Originally Posted by wa8yxm
With ALL WHEELS LOCKED. But if you have wheels still turning free.. the distance goes up.. Way up, as much as 30% per US-Gear.
I think you have your physics a bit jumbled, and you might be misreading the US Gear charts.
There is one coefficient of friction when the tires are rolling, called static friction when the tire contact patch is not sliding relative to the road surface. There is another coefficient of friction when the wheels are locked and the tires are sliding across the road surface, called sliding friction. Sliding friction is always less than static friction. The most efficient braking (shortest stopping distance) is when the wheels are just about to lock up, but are still turning. Apply less braking effort than necessary to lock up the wheels and your stopping distance increases because the brakes are not working to their maximum potential. Apply more braking effort than necessary to lock up the wheels and sliding friction takes over, and the stopping distance increases again.
For the shortest stopping distance, you want all wheels to be on the verge of locking up, but still rolling. This is can be hard to accomplish, which is one of the reasons that automatic antilock brakes have been mandated in most situations. (The other has to do with maintaining steering control, once your steer tires lock up you can't control your direction anymore.)

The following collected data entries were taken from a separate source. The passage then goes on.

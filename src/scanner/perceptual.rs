//! Perceptual image hashing for similarity detection.
//!
//! This module defines the [`ImageDecoder`] capability used by the perceptual
//! grouping pass, and its production implementation [`ImageCrateDecoder`]
//! which decodes with the `image` crate and hashes with `image_hasher`.
//!
//! The hash is a 64-bit pHash (8x8 DCT, median threshold), which remains
//! stable under resizing and recompression. Visually similar images have a
//! small Hamming distance between their hashes.

use image_hasher::{HashAlg, HasherConfig};
use serde::{Deserialize, Serialize};
use std::path::Path;
use thiserror::Error;

/// Errors that can occur during perceptual hashing.
#[derive(Debug, Error)]
pub enum PerceptualError {
    /// Failed to open or decode the image.
    #[error("Failed to load image {0}: {1}")]
    LoadError(String, #[source] image::ImageError),

    /// The hasher produced a hash of unexpected width.
    #[error("Unexpected hash length {1} for {0}")]
    UnexpectedHashLength(String, usize),
}

/// A 64-bit perceptual hash plus the dimensions of the decoded image.
#[derive(Debug, Clone, Copy, PartialEq, Eq, Hash, Serialize, Deserialize)]
pub struct PerceptualHash {
    /// Hash bits
    pub bits: u64,
    /// Image width in pixels
    pub width: u32,
    /// Image height in pixels
    pub height: u32,
}

impl PerceptualHash {
    /// Create a hash value.
    #[must_use]
    pub fn new(bits: u64, width: u32, height: u32) -> Self {
        Self {
            bits,
            width,
            height,
        }
    }

    /// Hamming distance between two hashes (0..=64).
    #[must_use]
    pub fn distance(&self, other: &Self) -> u32 {
        (self.bits ^ other.bits).count_ones()
    }

    /// Pixel area, used to consider larger images first.
    #[must_use]
    pub fn area(&self) -> u64 {
        u64::from(self.width) * u64::from(self.height)
    }
}

/// Capability that turns an image file into a [`PerceptualHash`].
///
/// The grouping engine only depends on this trait, so tests can inject
/// fakes that return fixed hashes without decoding anything.
pub trait ImageDecoder: Send + Sync {
    /// Decode the image at `path` and compute its perceptual hash.
    ///
    /// # Errors
    ///
    /// Returns an error when the file cannot be decoded; such files are
    /// excluded from perceptual comparison.
    fn perceptual_hash(&self, path: &Path) -> Result<PerceptualHash, PerceptualError>;
}

/// Production decoder backed by the `image` and `image_hasher` crates.
pub struct ImageCrateDecoder {
    hasher: image_hasher::Hasher,
}

impl ImageCrateDecoder {
    /// Create a decoder computing 8x8 DCT median hashes.
    #[must_use]
    pub fn new() -> Self {
        let hasher = HasherConfig::new()
            .hash_size(8, 8)
            .hash_alg(HashAlg::Median)
            .preproc_dct()
            .to_hasher();
        Self { hasher }
    }
}

impl Default for ImageCrateDecoder {
    fn default() -> Self {
        Self::new()
    }
}

impl ImageDecoder for ImageCrateDecoder {
    fn perceptual_hash(&self, path: &Path) -> Result<PerceptualHash, PerceptualError> {
        let img = image::open(path)
            .map_err(|e| PerceptualError::LoadError(path.display().to_string(), e))?;

        let hash = self.hasher.hash_image(&img);
        let bytes = hash.as_bytes();
        let bits: [u8; 8] = bytes.try_into().map_err(|_| {
            PerceptualError::UnexpectedHashLength(path.display().to_string(), bytes.len())
        })?;

        Ok(PerceptualHash::new(
            u64::from_be_bytes(bits),
            img.width(),
            img.height(),
        ))
    }
}
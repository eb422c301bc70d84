//! File actions module.
//!
//! Resolution of duplicate groups: every duplicate is deleted, sent to the
//! system trash, or moved into a duplicates folder, while the original of
//! each group is left untouched.
//!
//! ```no_run
//! use photodupe::actions::{resolve, ResolveConfig};
//!
//! let groups = Vec::new();
//! let report = resolve(&groups, &ResolveConfig::trash().with_dry_run(true), None, None);
//! println!("{}", report.summary());
//! ```

pub mod resolve;

pub use resolve::{
    delete_file, move_file, resolve, trash_file, unique_target, ActionError, ActionFailure,
    RemovalReport, ResolutionMode, ResolveConfig, ResolveProgressCallback,
};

The coefficient of friction says how much friction you have between two surfaces (tire and road) as a function of the force pressing between those surfaces (weight on the wheels.) As the weight on the wheels goes up, the friction between the tire and road goes up, and the braking distance stays the same. However, you add a towed vehicle, and you are adding more mass that needs to be stopped, but because the toad has it's own wheels, you are not increasing the weight on the wheels that have the brakes. So, you've increased the weight that needs to be stopped, but not increased the friction on the wheels with brakes. That means you have the same braking ability, yet more weight, therefore you have a longer stopping distance.
The other issue is that brakes work by turning the kinetic energy of motion into heat. (The prime law of thermodynamics days energy cannot be created or destroyed, only converted from one type to another.) The more work the brakes have to do to stop the vehicle, the hotter they get. The hotter they get, the less they work (because they can't absorb as much heat when hot) The brakes on a vehicle are designed to safely stop a certain amount of weight. This is called brake fade. If you go over that limit (perhaps by adding a toad with no brakes) you increase your chances of overheating your brakes and running into brake fade, which again increases your stopping distance.